The Irish Government had no doubt, taken those steps which
they deemed proper in the present instance.

  THE EARL OF DONOUGHMORE said, it was quite evident that
the men had been enlisted, and he was surprised that the
noble Earl should be deceived by such transparent falsehoods
as those which had been put forward. It was not true that
the men were sent on shore at once, for they were taken to
Brest, and it was not till after the lapse of thirty-six
hours, the American Minister having probably telegraphed to
the captain meanwhile not to trifle about these men, that
they were taken back to Cork, where they were landed in the
uniform of the United States' navy. He would, under these
circumstances, ask the noble Earl whether he believed the
captain's story? He should like to know what the noble
Duke at the head of the Admiralty would think if any captain
in our service were to tell him that fifteen men had got on
board his ship, and that he had not found out that they were
there until he had been at sea three or four days? The fact
was that the United States' captain had in the present
instance either stated what was a transparent falsehood, or
else he was not fit for his post, and did not know how to
command a ship. He would ask their Lordships to contrast the
noble Earl's satisfaction with the explanation of the American
captain on the subject with the manner in which he  had
received the assurances of the Messrs. Laird and other British
merchants, who had pledged their honour not to send a vessel
which had been seized by the Government to sea without a week's
notice, and yet who had their promises disbelieved. The fact,
however, was, that any transparent falsehood seemed to be a
sufficient excuse for a particular line of conduct when it
came from the Federal Government.

  EARL RUSSELL said, that the reports both of the captain and
the lieutenant of the Kearsarge stated that the ship put to
sea on the night of the 5th November, 1863; it was blowing
hard and very stormy, and on the following day it was found
that several were strangers on board, and on inquiring it was
found that they had come on board at Queenstown in the hope of
being enlisted.
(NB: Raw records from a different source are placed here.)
//! Pagination types for ordered range reads

use serde::{Deserialize, Serialize};

#[derive(Debug, Clone, PartialEq, Serialize, Deserialize)]
#[serde(rename_all = "camelCase")]
pub struct PageRequest {
    pub num_items: u32,
    /// Opaque cursor returned by the previous page
    #[serde(default)]
    pub cursor: Option<String>,
}

impl PageRequest {
    pub fn first(num_items: u32) -> Self {
        Self { num_items, cursor: None }
    }

    /// Offset encoded in the cursor; unknown cursors restart from the beginning
    pub fn offset(&self) -> usize {
        self.cursor
            .as_deref()
            .and_then(|c| c.parse::<usize>().ok())
            .unwrap_or(0)
    }
}

#[derive(Debug, Clone, PartialEq, Serialize, Deserialize)]
#[serde(rename_all = "camelCase")]
pub struct Page<T> {
    pub page: Vec<T>,
    pub continue_cursor: Option<String>,
    pub is_done: bool,
}

impl<T> Page<T> {
    /// Slice an already ordered collection
    pub fn from_ordered(items: Vec<T>, request: &PageRequest) -> Self {
        let offset = request.offset();
        let take = request.num_items.max(1) as usize;
        let total = items.len();
        let page: Vec<T> = items.into_iter().skip(offset).take(take).collect();
        let end = offset + page.len();
        let is_done = end >= total;
        Self {
            page,
            continue_cursor: if is_done { None } else { Some(end.to_string()) },
            is_done,
        }
    }

    /// Without a request the whole collection is one finished page
    pub fn paginate(items: Vec<T>, request: Option<&PageRequest>) -> Self {
        match request {
            Some(request) => Self::from_ordered(items, request),
            None => Self {
                page: items,
                continue_cursor: None,
                is_done: true,
            },
        }
    }
}
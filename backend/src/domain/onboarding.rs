//! Onboarding answers recorded once per organization

use serde::{Deserialize, Serialize};

#[derive(Debug, Clone, PartialEq, Serialize, Deserialize)]
#[serde(rename_all = "camelCase")]
pub struct Onboarding {
    pub id: u32,
    pub organization_id: String,
    pub workspace_type: Option<String>,
    pub manage_type: Option<String>,
}
//! Taskspace Client
//!
//! Client-side state for the spaces → lists → tasks workspace:
//! - models: backend entities and their ordering view
//! - reconcile: optimistic reorder overrides per scope
//! - store: sidebar and board stores
//! - context: UI toggle state and notices
//! - commands: typed bindings to the backend router
//! - sync: drag handling, the reorder worker and live re-reads

pub mod commands;
pub mod config;
pub mod context;
pub mod models;
pub mod reconcile;
pub mod store;
pub mod sync;

pub use commands::{Backend, InProcessBackend};
pub use config::{FailurePolicy, SyncConfig};
pub use context::{AiContext, Notice, NoticeLevel, UiAction, UiState};
pub use reconcile::{ReorderBatch, Scope, ScopeState};
pub use store::{BoardStore, SidebarStore};
pub use sync::SyncDriver;
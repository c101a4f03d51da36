//! Optimistic Reorder Reconciliation
//!
//! Each ordered container (scope) is either Clean, rendering the live
//! snapshot, or Pending, rendering an override id list until a snapshot
//! arrives whose natural order equals it exactly.

use std::collections::{HashMap, HashSet};

use serde::{Deserialize, Serialize};
use taskspace_dragdrop::{plan_drop, DragEnd, DropPlan};

use crate::models::{Ordered, TaskStatus};

/// An ordered container on the client
#[derive(Debug, Clone, Copy, PartialEq, Eq, Hash, Serialize, Deserialize)]
#[serde(tag = "kind", rename_all = "camelCase")]
pub enum Scope {
    /// All spaces of the organization
    Spaces,
    /// Lists of one space
    #[serde(rename_all = "camelCase")]
    Lists { space_id: u32 },
    /// One board column
    #[serde(rename_all = "camelCase")]
    Tasks { list_id: u32, status: TaskStatus },
}

#[derive(Debug, Clone, Copy, PartialEq, Eq)]
pub enum ScopeKind {
    Spaces,
    Lists,
    Tasks,
}

impl Scope {
    pub fn kind(&self) -> ScopeKind {
        match self {
            Scope::Spaces => ScopeKind::Spaces,
            Scope::Lists { .. } => ScopeKind::Lists,
            Scope::Tasks { .. } => ScopeKind::Tasks,
        }
    }
}

/// A reorder to persist, tagged with the override generation it came from
#[derive(Debug, Clone, PartialEq, Eq)]
pub struct ReorderBatch {
    pub scope: Scope,
    pub ordered_ids: Vec<u32>,
    pub generation: u64,
}

#[derive(Debug, Clone, PartialEq, Eq)]
pub enum ScopeState {
    Clean,
    Pending { ordered_ids: Vec<u32>, generation: u64 },
}

#[derive(Debug, Clone)]
struct Override {
    ordered_ids: Vec<u32>,
    generation: u64,
}

/// Override bookkeeping for every scope of one entity kind
#[derive(Debug, Clone, Default)]
pub struct Reconciler {
    overrides: HashMap<Scope, Override>,
    generation: u64,
}

impl Reconciler {
    pub fn new() -> Self {
        Self::default()
    }

    /// Hold `ordered_ids` for `scope`, replacing any previous override
    pub fn stage(&mut self, scope: Scope, ordered_ids: Vec<u32>) -> u64 {
        self.generation += 1;
        let generation = self.generation;
        self.overrides.insert(scope, Override { ordered_ids, generation });
        generation
    }

    /// Stage source and destination of a move together
    pub fn stage_move(
        &mut self,
        source: (Scope, Vec<u32>),
        destination: (Scope, Vec<u32>),
    ) -> (u64, u64) {
        let source_generation = self.stage(source.0, source.1);
        let destination_generation = self.stage(destination.0, destination.1);
        (source_generation, destination_generation)
    }

    pub fn state(&self, scope: &Scope) -> ScopeState {
        match self.overrides.get(scope) {
            Some(o) => ScopeState::Pending {
                ordered_ids: o.ordered_ids.clone(),
                generation: o.generation,
            },
            None => ScopeState::Clean,
        }
    }

    pub fn is_pending(&self, scope: &Scope) -> bool {
        self.overrides.contains_key(scope)
    }

    pub fn pending_scopes(&self) -> Vec<Scope> {
        self.overrides.keys().copied().collect()
    }

    /// Forget override ids that no longer exist anywhere in the snapshot
    pub fn prune<F>(&mut self, exists: F)
    where
        F: Fn(u32) -> bool,
    {
        for o in self.overrides.values_mut() {
            o.ordered_ids.retain(|id| exists(*id));
        }
    }

    /// Clear the override when the snapshot order matches it elementwise
    pub fn confirm(&mut self, scope: &Scope, natural: &[u32]) -> bool {
        let matches = self
            .overrides
            .get(scope)
            .map(|o| o.ordered_ids.as_slice() == natural)
            .unwrap_or(false);
        if matches {
            self.overrides.remove(scope);
        }
        matches
    }

    /// Drop the override only if it is still the given generation
    pub fn discard(&mut self, scope: &Scope, generation: u64) -> bool {
        let current = self.overrides.get(scope).map(|o| o.generation) == Some(generation);
        if current {
            self.overrides.remove(scope);
        }
        current
    }

    /// The scope holding `id` in a pending override, other than `except`
    fn claimed_elsewhere(&self, id: u32, except: &Scope) -> bool {
        self.overrides
            .iter()
            .any(|(scope, o)| scope != except && o.ordered_ids.contains(&id))
    }

    /// Ids to show for `scope`.
    ///
    /// `natural` is the snapshot order of the scope; `exists` reports whether
    /// an id is present anywhere in the snapshot.
    pub fn render_ids<F>(&self, scope: &Scope, natural: &[u32], exists: F) -> Vec<u32>
    where
        F: Fn(u32) -> bool,
    {
        match self.overrides.get(scope) {
            Some(o) => {
                let mut ids: Vec<u32> = o.ordered_ids.iter().copied().filter(|id| exists(*id)).collect();
                let named: HashSet<u32> = o.ordered_ids.iter().copied().collect();
                ids.extend(
                    natural
                        .iter()
                        .copied()
                        .filter(|id| !named.contains(id) && !self.claimed_elsewhere(*id, scope)),
                );
                ids
            }
            None => natural
                .iter()
                .copied()
                .filter(|id| !self.claimed_elsewhere(*id, scope))
                .collect(),
        }
    }
}

/// Snapshot of one entity kind plus its reconciliation state
#[derive(Debug, Clone)]
pub struct ScopedView<T> {
    items: Vec<T>,
    reconciler: Reconciler,
}

impl<T> Default for ScopedView<T> {
    fn default() -> Self {
        Self {
            items: Vec::new(),
            reconciler: Reconciler::new(),
        }
    }
}

impl<T: Ordered + Clone> ScopedView<T> {
    pub fn new() -> Self {
        Self::default()
    }

    pub fn items(&self) -> &[T] {
        &self.items
    }

    pub fn get(&self, id: u32) -> Option<&T> {
        self.items.iter().find(|item| item.item_id() == id)
    }

    /// Server order of a scope: sort order, then creation time, then id
    pub fn natural_ids(&self, scope: &Scope) -> Vec<u32> {
        let mut members: Vec<&T> = self.items.iter().filter(|item| item.scope() == *scope).collect();
        members.sort_by_key(|item| item.sort_key());
        members.into_iter().map(|item| item.item_id()).collect()
    }

    pub fn render_ids(&self, scope: &Scope) -> Vec<u32> {
        let natural = self.natural_ids(scope);
        self.reconciler
            .render_ids(scope, &natural, |id| self.items.iter().any(|item| item.item_id() == id))
    }

    /// Entities of a scope as they should be shown.
    ///
    /// An entity shown in a scope it has not reached on the server yet is
    /// placed in that scope, e.g. a moved task carries the column's status.
    pub fn render(&self, scope: &Scope) -> Vec<T> {
        self.render_ids(scope)
            .into_iter()
            .filter_map(|id| self.get(id).cloned())
            .map(|mut item| {
                if item.scope() != *scope {
                    item.place_in(scope);
                }
                item
            })
            .collect()
    }

    pub fn state(&self, scope: &Scope) -> ScopeState {
        self.reconciler.state(scope)
    }

    pub fn is_pending(&self, scope: &Scope) -> bool {
        self.reconciler.is_pending(scope)
    }

    pub fn has_pending(&self) -> bool {
        !self.reconciler.pending_scopes().is_empty()
    }

    /// Take a new snapshot and clear every override it confirms
    pub fn replace_snapshot(&mut self, items: Vec<T>) -> Vec<Scope> {
        self.items = items;
        let items = &self.items;
        self.reconciler
            .prune(|id| items.iter().any(|item| item.item_id() == id));

        let mut confirmed = Vec::new();
        for scope in self.reconciler.pending_scopes() {
            let natural = self.natural_ids(&scope);
            if self.reconciler.confirm(&scope, &natural) {
                confirmed.push(scope);
            }
        }
        confirmed
    }

    /// Stage the overrides for a finished drag and return what to persist.
    ///
    /// A cross-scope move yields the destination batch first.
    pub fn drop_item(&mut self, end: &DragEnd<Scope>) -> Vec<ReorderBatch> {
        let same_kind = end.source.scope.kind() == T::KIND
            && end.destination.as_ref().map(|d| d.scope.kind() == T::KIND).unwrap_or(true);
        if !same_kind {
            log::warn!(target: "taskspace.reconcile", "Ignoring drop across entity kinds: {:?}", end);
            return Vec::new();
        }

        match plan_drop(end, |scope| self.render_ids(scope)) {
            DropPlan::Noop => Vec::new(),
            DropPlan::Reorder { scope, ordered_ids } => {
                let generation = self.reconciler.stage(scope, ordered_ids.clone());
                vec![ReorderBatch { scope, ordered_ids, generation }]
            }
            DropPlan::Move {
                source,
                source_ids,
                destination,
                destination_ids,
                ..
            } => {
                let (source_generation, destination_generation) = self
                    .reconciler
                    .stage_move((source, source_ids.clone()), (destination, destination_ids.clone()));
                vec![
                    ReorderBatch {
                        scope: destination,
                        ordered_ids: destination_ids,
                        generation: destination_generation,
                    },
                    ReorderBatch {
                        scope: source,
                        ordered_ids: source_ids,
                        generation: source_generation,
                    },
                ]
            }
        }
    }

    pub fn discard(&mut self, scope: &Scope, generation: u64) -> bool {
        self.reconciler.discard(scope, generation)
    }
}
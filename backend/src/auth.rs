//! Tenant resolution and the single capability check
//!
//! Every command resolves the caller's tenant first and then runs each entity
//! it touches through [`Tenant::authorize`].

use serde::{Deserialize, Serialize};

use crate::domain::{DomainError, DomainResult, TenantOwned};

/// Authenticated caller as handed over by the identity provider
#[derive(Debug, Clone, PartialEq, Serialize, Deserialize)]
#[serde(rename_all = "camelCase")]
pub struct Identity {
    pub subject: String,
    #[serde(default)]
    pub org_id: Option<String>,
}

impl Identity {
    pub fn new(subject: &str, org_id: &str) -> Self {
        Self {
            subject: subject.to_string(),
            org_id: Some(org_id.to_string()),
        }
    }
}

#[derive(Debug, Clone, Copy, PartialEq, Eq)]
pub enum Action {
    Read,
    Update,
    Delete,
    Reorder,
}

impl Action {
    fn verb(&self) -> &'static str {
        match self {
            Action::Read => "view",
            Action::Update => "update",
            Action::Delete => "delete",
            Action::Reorder => "reorder",
        }
    }
}

/// Resolved tenant of a request
#[derive(Debug, Clone, PartialEq, Eq)]
pub struct Tenant {
    pub organization_id: String,
    pub user_id: String,
}

pub fn resolve_tenant(identity: Option<&Identity>) -> DomainResult<Tenant> {
    let identity = identity.ok_or_else(|| DomainError::Unauthorized("Identity not found".to_string()))?;
    let organization_id = identity
        .org_id
        .as_ref()
        .filter(|org| !org.is_empty())
        .ok_or_else(|| DomainError::NotFound("Organization not found".to_string()))?;

    Ok(Tenant {
        organization_id: organization_id.clone(),
        user_id: identity.subject.clone(),
    })
}

fn capitalized(kind: &str) -> String {
    let mut chars = kind.chars();
    match chars.next() {
        Some(first) => first.to_uppercase().chain(chars).collect(),
        None => String::new(),
    }
}

impl Tenant {
    pub fn authorize<T: TenantOwned>(&self, entity: &T, action: Action) -> DomainResult<()> {
        if entity.organization_id() == self.organization_id {
            Ok(())
        } else {
            log::warn!(
                target: "taskspace.auth",
                "Denied {} on {} for {}",
                action.verb(),
                T::KIND,
                self.organization_id
            );
            Err(DomainError::Unauthorized(format!(
                "You are not authorized to {} this {}",
                action.verb(),
                T::KIND
            )))
        }
    }

    /// `NotFound` for a missing row, then the capability check
    pub fn authorize_found<T: TenantOwned>(&self, entity: Option<T>, action: Action) -> DomainResult<T> {
        let entity = entity.ok_or_else(|| DomainError::NotFound(format!("{} not found", capitalized(T::KIND))))?;
        self.authorize(&entity, action)?;
        Ok(entity)
    }
}

#[cfg(test)]
mod tests {
    use super::*;
    use crate::domain::Space;

    #[test]
    fn test_resolve_tenant() {
        assert!(matches!(resolve_tenant(None), Err(DomainError::Unauthorized(_))));

        let orphan = Identity { subject: "user_1".to_string(), org_id: None };
        assert!(matches!(resolve_tenant(Some(&orphan)), Err(DomainError::NotFound(_))));

        let tenant = resolve_tenant(Some(&Identity::new("user_1", "org_1"))).unwrap();
        assert_eq!(tenant.organization_id, "org_1");
        assert_eq!(tenant.user_id, "user_1");
    }

    #[test]
    fn test_authorize_messages() {
        let tenant = resolve_tenant(Some(&Identity::new("user_1", "org_1"))).unwrap();
        let foreign = Space::new("org_2", "Theirs".to_string());

        let err = tenant.authorize(&foreign, Action::Update).unwrap_err();
        assert_eq!(
            err,
            DomainError::Unauthorized("You are not authorized to update this space".to_string())
        );

        let missing = tenant.authorize_found::<Space>(None, Action::Read).unwrap_err();
        assert_eq!(missing, DomainError::NotFound("Space not found".to_string()));

        let own = Space::new("org_1", "Mine".to_string());
        assert!(tenant.authorize_found(Some(own), Action::Delete).is_ok());
    }
}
They were landed at Brest, but afterwards
re-embarked, and were landed at Queenstown in the pilot boat.
This was the statement of the captain and the lieutenant, and
he confessed he did not see the discrepancy to which the noble
Earl that had just spoken had referred.

  THE MARQUESS OF CLANRICARDE then moved an Address for

  Copies of the Informations and Depositions upon which an
Indictment was framed against certain Persons for having
enlisted on board the United States Ship of War Kearsarge,
and of the Indictment to which those Persons pleaded Guilty
at the last Assizes for the County of Cork.

  Motion agreed to.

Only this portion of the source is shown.